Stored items
== Segment start ==
//! Fiber-local variables
//!
//! The fiber counterpart of `thread_local!`: each fiber sees its own copy,
//! wherever it migrates. Values are dropped when the fiber exits.
//!
//! ```ignore
//! use std::cell::Cell;
//! use rfiber::FiberLocal;
//!
//! static REQUEST_ID: FiberLocal<Cell<u64>> = FiberLocal::new(|| Cell::new(0));
//!
//! REQUEST_ID.with(|id| id.set(42));
//! ```

use std::cell::Cell;
use std::marker::PhantomData;
use std::sync::atomic::{AtomicUsize, Ordering};

use rfiber_core::fls::{alloc_fls_index, alloc_trivial_fls_index};
use rfiber_core::{FiberError, FiberResult, Trivial};
use rfiber_runtime::tls;

const UNALLOCATED: usize = usize::MAX;

/// Slot index of a local, allocated on first use
fn lazy_index(cell: &AtomicUsize, alloc: fn() -> usize) -> usize {
    let index = cell.load(Ordering::Acquire);
    if index != UNALLOCATED {
        return index;
    }
    let fresh = alloc();
    // A racing loser leaks its index; indices are never reused anyway
    match cell.compare_exchange(UNALLOCATED, fresh, Ordering::AcqRel, Ordering::Acquire) {
        Ok(_) => fresh,
        Err(winner) => winner,
    }
}

/// A fiber-local value of any `Send` type, lazily created by `init`
pub struct FiberLocal<T: Send + 'static> {
    index: AtomicUsize,
    init: fn() -> T,
}

impl<T: Send + 'static> FiberLocal<T> {
    pub const fn new(init: fn() -> T) -> Self {
        FiberLocal {
            index: AtomicUsize::new(UNALLOCATED),
            init,
        }
    }

    /// Run `f` with the calling fiber's value
    ///
    /// # Panics
    ///
    /// Outside a fiber. Use [`try_with`](Self::try_with) to get an error
    /// instead.
    pub fn with<F, R>(&'static self, f: F) -> R
    where
        F: FnOnce(&T) -> R,
    {
        match self.try_with(f) {
            Ok(r) => r,
            Err(e) => panic!("FiberLocal::with: {}", e),
        }
    }

    pub fn try_with<F, R>(&'static self, f: F) -> FiberResult<R>
    where
        F: FnOnce(&T) -> R,
    {
        let fiber = tls::current_user_fiber().ok_or(FiberError::NotInFiberContext)?;
        // Safety: we are the running fiber, the only one touching its storage
        let slot = unsafe { fiber.get_fls(lazy_index(&self.index, alloc_fls_index)) };

        // Only take `&mut` while the slot is empty: nested `with` calls on
        // the same local then share the value
        // Safety: the slot lives in the control block of the running fiber
        let value = unsafe {
            if (*slot.as_ptr()).is_empty() {
                let fresh = (self.init)();
                (*slot.as_ptr()).set(fresh);
            }
            (*slot.as_ptr()).get::<T>()
        };
        match value {
            Some(v) => Ok(f(v)),
            None => panic!("fiber-local slot holds a different type"),
        }
    }
}

impl<T: Send + 'static> std::fmt::Debug for FiberLocal<T> {
    fn fmt(&self, f: &mut std::fmt::Formatter<'_>) -> std::fmt::Result {
        f.debug_struct("FiberLocal").finish_non_exhaustive()
    }
}

/// A fiber-local [`Trivial`] value kept in a zero-initialized word
///
/// Fresh fibers read the all-zero value (`0`, `false`, null).
pub struct TrivialFiberLocal<T: Trivial> {
    index: AtomicUsize,
    _marker: PhantomData<fn() -> T>,
}

impl<T: Trivial> TrivialFiberLocal<T> {
    pub const fn new() -> Self {
        TrivialFiberLocal {
            index: AtomicUsize::new(UNALLOCATED),
            _marker: PhantomData,
        }
    }

    /// # Panics
    ///
    /// Outside a fiber.
    pub fn get(&'static self) -> T {
        self.with_cell(|cell| T::from_word(cell.get()))
    }

    /// # Panics
    ///
    /// Outside a fiber.
    pub fn set(&'static self, value: T) {
        self.with_cell(|cell| cell.set(value.into_word()));
    }

    /// Store `value`, returning the previous one
    pub fn replace(&'static self, value: T) -> T {
        self.with_cell(|cell| T::from_word(cell.replace(value.into_word())))
    }

    fn with_cell<R>(&'static self, f: impl FnOnce(&Cell<u64>) -> R) -> R {
        let fiber = match tls::current_user_fiber() {
            Some(f) => f,
            None => panic!("TrivialFiberLocal: {}", FiberError::NotInFiberContext),
        };
        let index = lazy_index(&self.index, alloc_trivial_fls_index);
        // Safety: the running fiber's storage, borrowed for `f` only; `f`
        // gets no chance to suspend the fiber
        f(unsafe { fiber.get_trivial_fls(index) })
    }
}

impl<T: Trivial> Default for TrivialFiberLocal<T> {
    fn default() -> Self {
        Self::new()
    }
}

impl<T: Trivial> std::fmt::Debug for TrivialFiberLocal<T> {
    fn fmt(&self, f: &mut std::fmt::Formatter<'_>) -> std::fmt::Result {
        f.debug_struct("TrivialFiberLocal").finish_non_exhaustive()
    }
}

#[cfg(test)]
mod tests {
    use super::*;

    #[test]
    fn test_lazy_index_is_stable() {
        let cell = AtomicUsize::new(UNALLOCATED);
        let first = lazy_index(&cell, alloc_fls_index);
        assert_eq!(lazy_index(&cell, alloc_fls_index), first);
        assert_ne!(first, UNALLOCATED);
    }

    #[test]
    fn test_outside_fiber_is_an_error() {
        static LOCAL: FiberLocal<u32> = FiberLocal::new(|| 7);
        assert_eq!(LOCAL.try_with(|v| *v), Err(FiberError::NotInFiberContext));
    }

    #[test]
    #[should_panic(expected = "not in fiber context")]
    fn test_trivial_outside_fiber_panics() {
        static LOCAL: TrivialFiberLocal<u64> = TrivialFiberLocal::new();
        LOCAL.get();
    }
}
== Segment end ==
> _EXERCISE DIRECTIONS_
Whenever a line of the data holds the string "first", pick that line out.

> _YOUR RESPONSE_
/// Slot index of a local, allocated on first use
        let first = lazy_index(&cell, alloc_fls_index);
        assert_eq!(lazy_index(&cell, alloc_fls_index), first);
        assert_ne!(first, UNALLOCATED);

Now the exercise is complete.